[Instructions to follow]
Provide the count of lines below where "zero" occurs, with no other output.

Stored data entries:
<<<<

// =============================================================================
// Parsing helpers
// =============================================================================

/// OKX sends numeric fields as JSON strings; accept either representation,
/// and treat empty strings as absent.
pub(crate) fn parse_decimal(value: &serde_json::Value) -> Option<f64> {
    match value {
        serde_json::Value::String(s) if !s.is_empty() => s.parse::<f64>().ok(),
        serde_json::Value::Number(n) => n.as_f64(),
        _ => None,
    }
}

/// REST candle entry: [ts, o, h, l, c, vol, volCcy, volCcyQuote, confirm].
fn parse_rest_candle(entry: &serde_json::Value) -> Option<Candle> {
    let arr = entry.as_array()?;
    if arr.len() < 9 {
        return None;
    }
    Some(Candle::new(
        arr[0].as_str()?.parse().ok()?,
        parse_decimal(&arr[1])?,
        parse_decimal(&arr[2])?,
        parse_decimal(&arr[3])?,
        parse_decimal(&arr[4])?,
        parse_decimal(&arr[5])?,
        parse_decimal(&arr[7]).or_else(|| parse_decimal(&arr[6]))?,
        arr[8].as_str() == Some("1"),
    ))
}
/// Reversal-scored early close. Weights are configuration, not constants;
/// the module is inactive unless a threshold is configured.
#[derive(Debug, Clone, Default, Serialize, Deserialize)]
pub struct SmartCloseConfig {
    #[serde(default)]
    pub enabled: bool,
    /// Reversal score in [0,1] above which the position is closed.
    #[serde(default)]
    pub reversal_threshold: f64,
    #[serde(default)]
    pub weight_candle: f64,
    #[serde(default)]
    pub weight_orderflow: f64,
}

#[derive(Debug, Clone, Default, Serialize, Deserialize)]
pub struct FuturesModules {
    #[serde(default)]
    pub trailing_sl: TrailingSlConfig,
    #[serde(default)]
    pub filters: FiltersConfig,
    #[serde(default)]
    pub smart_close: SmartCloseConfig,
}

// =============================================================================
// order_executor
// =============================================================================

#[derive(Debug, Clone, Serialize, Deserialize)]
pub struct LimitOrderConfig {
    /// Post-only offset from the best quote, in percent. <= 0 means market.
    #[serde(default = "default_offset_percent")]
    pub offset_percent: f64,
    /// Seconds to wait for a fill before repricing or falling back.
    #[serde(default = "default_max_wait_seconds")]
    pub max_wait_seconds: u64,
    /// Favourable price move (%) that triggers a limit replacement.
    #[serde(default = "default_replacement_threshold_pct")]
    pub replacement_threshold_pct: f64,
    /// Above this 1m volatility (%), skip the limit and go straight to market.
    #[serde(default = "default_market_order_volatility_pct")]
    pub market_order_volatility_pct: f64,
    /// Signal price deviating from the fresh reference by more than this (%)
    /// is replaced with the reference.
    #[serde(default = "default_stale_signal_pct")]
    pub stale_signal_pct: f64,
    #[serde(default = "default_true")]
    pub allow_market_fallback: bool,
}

>>>>
<<<<

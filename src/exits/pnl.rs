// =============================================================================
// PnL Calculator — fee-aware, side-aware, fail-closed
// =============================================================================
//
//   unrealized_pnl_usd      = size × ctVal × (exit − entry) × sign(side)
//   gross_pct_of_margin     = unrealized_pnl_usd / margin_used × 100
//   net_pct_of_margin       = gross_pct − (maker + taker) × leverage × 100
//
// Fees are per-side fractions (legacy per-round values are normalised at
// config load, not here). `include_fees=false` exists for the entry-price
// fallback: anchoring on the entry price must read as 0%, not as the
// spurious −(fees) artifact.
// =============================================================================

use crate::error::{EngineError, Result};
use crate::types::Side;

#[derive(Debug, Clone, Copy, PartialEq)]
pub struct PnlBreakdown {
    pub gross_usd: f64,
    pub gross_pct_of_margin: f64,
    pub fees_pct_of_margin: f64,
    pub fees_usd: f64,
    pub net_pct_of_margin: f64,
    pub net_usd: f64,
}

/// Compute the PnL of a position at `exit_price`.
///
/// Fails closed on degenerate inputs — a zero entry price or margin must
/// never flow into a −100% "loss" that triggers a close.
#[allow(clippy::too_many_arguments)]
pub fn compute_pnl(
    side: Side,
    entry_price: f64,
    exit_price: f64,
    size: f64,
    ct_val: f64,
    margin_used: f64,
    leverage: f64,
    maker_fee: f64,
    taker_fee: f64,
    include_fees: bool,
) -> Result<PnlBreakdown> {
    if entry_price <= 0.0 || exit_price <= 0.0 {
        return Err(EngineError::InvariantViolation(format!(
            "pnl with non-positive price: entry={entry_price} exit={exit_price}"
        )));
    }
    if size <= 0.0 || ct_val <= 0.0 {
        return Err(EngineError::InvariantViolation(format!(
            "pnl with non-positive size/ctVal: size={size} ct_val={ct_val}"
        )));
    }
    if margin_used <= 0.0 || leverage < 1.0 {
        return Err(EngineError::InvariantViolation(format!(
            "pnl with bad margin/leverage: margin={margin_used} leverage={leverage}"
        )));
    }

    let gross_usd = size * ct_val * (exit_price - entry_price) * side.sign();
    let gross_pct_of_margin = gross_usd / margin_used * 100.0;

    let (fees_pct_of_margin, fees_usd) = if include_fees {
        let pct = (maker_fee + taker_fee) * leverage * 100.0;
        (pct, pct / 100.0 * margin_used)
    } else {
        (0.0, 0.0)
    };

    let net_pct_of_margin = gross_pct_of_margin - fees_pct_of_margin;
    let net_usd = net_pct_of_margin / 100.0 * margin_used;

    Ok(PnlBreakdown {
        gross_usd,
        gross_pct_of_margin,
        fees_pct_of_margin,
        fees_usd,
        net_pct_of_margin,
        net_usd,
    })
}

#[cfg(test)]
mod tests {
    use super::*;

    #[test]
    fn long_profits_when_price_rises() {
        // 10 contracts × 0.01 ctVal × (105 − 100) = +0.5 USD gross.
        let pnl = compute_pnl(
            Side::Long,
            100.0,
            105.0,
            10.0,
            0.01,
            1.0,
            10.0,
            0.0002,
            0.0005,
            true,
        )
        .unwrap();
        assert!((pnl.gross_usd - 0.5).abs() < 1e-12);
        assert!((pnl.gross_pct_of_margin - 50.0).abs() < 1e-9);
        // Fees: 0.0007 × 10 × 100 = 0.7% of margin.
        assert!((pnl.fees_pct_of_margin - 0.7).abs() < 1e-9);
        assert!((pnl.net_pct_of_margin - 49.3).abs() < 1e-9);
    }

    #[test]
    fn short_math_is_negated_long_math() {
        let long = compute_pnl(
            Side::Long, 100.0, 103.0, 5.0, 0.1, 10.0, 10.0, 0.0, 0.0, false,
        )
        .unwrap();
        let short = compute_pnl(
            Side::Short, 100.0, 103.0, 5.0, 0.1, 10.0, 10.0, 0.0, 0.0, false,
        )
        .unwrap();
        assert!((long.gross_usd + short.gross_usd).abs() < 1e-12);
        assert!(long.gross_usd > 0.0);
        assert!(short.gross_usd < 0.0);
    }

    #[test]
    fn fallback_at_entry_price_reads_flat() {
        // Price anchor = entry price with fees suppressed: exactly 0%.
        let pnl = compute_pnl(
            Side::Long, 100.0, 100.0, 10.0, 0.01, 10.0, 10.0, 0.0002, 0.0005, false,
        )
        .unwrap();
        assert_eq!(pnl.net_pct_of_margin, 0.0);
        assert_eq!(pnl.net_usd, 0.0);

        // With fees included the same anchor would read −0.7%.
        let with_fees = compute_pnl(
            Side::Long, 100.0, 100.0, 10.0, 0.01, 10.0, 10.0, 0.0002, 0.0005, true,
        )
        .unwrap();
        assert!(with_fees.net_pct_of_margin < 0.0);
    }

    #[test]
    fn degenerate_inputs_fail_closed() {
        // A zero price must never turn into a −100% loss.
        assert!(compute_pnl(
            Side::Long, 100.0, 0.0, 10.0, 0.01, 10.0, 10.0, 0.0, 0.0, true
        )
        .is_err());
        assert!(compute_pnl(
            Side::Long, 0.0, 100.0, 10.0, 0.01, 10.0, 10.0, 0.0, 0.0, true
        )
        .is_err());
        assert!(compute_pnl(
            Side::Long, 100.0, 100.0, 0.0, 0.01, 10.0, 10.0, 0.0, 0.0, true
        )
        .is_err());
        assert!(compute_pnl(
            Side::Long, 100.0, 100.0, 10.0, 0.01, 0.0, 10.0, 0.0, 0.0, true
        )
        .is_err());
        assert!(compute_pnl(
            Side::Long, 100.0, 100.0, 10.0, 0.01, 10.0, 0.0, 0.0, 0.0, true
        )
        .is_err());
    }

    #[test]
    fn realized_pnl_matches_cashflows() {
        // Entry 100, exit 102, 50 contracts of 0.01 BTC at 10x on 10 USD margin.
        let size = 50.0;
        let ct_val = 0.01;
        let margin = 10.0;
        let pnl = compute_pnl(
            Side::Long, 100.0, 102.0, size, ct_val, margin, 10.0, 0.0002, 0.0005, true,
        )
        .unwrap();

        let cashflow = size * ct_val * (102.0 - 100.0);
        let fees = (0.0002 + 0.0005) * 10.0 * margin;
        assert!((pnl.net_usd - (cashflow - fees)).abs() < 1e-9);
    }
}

>>>>
<<<<

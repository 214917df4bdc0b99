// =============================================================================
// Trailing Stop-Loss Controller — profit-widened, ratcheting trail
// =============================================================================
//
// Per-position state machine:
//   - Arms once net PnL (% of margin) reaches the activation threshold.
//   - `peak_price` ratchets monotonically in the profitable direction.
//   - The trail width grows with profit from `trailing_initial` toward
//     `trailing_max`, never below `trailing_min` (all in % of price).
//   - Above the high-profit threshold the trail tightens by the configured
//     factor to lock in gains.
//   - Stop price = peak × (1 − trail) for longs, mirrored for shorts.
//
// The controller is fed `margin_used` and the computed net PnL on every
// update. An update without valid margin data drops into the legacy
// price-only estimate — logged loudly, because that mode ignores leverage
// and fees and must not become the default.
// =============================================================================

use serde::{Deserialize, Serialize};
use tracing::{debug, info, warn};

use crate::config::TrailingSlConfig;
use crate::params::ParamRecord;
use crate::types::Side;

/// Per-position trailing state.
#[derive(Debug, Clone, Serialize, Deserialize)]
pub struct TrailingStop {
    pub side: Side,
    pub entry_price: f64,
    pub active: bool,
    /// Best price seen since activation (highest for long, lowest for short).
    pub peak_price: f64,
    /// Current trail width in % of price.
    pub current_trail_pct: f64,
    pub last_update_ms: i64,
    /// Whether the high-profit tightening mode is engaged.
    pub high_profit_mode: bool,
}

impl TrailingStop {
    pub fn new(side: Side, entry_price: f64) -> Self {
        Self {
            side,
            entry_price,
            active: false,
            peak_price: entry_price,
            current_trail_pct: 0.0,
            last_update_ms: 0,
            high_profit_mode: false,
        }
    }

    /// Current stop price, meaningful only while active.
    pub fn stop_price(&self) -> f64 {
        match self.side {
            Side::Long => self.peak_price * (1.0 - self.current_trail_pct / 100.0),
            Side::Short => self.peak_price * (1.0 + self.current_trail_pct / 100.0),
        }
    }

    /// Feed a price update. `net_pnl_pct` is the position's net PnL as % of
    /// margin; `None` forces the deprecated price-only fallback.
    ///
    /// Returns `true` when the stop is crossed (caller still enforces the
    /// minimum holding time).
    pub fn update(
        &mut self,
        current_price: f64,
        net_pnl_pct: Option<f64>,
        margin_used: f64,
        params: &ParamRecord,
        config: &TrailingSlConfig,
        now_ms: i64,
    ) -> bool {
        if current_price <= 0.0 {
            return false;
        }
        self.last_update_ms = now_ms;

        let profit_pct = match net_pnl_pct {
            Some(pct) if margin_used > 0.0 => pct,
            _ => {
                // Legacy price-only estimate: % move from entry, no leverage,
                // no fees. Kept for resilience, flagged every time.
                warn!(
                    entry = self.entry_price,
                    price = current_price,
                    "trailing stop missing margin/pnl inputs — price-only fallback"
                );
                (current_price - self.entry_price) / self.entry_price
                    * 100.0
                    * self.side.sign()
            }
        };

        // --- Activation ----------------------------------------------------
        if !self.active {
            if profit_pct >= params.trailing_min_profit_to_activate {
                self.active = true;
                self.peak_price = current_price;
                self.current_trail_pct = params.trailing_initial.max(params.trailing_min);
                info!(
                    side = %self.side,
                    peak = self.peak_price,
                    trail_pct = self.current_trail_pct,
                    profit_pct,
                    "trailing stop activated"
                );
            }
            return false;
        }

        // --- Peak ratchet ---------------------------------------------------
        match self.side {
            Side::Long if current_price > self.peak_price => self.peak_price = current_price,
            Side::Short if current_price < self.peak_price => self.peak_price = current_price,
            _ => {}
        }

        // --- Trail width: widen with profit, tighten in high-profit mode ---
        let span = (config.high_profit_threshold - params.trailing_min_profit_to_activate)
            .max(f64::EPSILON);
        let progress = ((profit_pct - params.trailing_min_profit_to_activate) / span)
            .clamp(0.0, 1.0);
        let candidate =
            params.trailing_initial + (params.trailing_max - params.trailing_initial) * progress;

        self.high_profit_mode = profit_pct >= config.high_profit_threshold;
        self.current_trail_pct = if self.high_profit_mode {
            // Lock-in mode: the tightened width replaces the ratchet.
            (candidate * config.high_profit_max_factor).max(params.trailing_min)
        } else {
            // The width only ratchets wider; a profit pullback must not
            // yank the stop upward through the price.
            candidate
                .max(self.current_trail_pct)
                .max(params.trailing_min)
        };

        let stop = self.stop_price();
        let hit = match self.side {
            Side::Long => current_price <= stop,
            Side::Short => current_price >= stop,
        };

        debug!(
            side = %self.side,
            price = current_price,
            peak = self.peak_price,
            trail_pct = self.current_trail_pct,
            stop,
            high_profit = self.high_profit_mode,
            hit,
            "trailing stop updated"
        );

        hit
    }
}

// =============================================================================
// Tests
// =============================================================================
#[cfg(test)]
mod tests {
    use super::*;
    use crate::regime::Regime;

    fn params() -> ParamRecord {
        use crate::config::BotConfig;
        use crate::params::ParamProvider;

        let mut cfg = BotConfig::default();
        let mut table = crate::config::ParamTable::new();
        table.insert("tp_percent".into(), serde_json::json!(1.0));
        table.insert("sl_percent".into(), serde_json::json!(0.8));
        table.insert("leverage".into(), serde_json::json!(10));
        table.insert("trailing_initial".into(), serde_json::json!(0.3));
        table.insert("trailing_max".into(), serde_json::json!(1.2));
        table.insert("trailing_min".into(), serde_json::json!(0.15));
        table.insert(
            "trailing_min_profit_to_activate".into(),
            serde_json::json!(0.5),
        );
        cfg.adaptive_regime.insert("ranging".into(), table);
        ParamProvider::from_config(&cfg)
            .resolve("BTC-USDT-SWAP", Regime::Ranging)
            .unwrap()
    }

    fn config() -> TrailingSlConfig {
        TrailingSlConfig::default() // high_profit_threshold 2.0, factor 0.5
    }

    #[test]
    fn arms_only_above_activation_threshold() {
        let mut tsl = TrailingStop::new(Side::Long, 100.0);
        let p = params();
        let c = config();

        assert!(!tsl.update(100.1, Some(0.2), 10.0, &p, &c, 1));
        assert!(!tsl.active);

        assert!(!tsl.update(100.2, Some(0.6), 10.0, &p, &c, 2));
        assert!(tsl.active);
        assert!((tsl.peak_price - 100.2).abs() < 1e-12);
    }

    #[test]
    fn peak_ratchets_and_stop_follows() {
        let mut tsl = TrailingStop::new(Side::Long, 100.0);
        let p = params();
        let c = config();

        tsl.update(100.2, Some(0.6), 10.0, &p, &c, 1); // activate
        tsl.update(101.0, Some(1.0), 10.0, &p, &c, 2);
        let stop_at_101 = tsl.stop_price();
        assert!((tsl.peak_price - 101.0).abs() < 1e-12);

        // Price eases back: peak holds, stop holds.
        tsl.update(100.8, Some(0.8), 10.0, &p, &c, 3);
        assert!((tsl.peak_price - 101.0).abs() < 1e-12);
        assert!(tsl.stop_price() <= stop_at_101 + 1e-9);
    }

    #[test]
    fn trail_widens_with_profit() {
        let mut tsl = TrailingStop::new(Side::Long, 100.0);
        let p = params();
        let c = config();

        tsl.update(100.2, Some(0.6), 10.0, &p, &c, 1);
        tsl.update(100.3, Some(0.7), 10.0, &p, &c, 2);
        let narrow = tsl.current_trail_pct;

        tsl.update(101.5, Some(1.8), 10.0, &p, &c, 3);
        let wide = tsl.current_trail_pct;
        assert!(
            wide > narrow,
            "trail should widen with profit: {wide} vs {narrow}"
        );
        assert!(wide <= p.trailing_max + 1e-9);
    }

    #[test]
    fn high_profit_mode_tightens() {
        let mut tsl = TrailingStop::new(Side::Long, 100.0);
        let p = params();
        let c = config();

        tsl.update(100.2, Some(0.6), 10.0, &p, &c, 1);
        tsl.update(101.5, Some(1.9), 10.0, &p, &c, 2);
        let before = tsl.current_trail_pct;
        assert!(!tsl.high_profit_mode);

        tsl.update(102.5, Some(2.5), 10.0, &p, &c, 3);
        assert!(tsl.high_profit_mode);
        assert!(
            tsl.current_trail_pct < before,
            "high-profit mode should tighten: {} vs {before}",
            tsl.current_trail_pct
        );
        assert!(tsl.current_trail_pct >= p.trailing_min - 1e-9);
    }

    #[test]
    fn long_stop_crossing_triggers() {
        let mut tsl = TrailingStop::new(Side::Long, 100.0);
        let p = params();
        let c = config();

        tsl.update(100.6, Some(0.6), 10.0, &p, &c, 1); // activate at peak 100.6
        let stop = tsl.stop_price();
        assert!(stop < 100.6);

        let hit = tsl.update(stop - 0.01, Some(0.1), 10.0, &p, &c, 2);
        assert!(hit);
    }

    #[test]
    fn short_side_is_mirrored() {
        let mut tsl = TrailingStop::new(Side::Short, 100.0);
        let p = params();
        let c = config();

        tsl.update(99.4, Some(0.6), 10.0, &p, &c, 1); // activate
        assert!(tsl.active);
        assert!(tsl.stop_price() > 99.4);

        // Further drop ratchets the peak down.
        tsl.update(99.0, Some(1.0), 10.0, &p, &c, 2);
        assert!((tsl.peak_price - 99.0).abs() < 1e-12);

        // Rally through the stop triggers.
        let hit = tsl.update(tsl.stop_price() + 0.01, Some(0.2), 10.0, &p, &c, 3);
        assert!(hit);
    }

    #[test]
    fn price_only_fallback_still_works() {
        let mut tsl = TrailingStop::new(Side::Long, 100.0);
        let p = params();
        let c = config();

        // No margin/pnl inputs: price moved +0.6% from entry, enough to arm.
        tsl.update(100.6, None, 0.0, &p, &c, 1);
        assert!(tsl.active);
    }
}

>>>>

[Written response]
2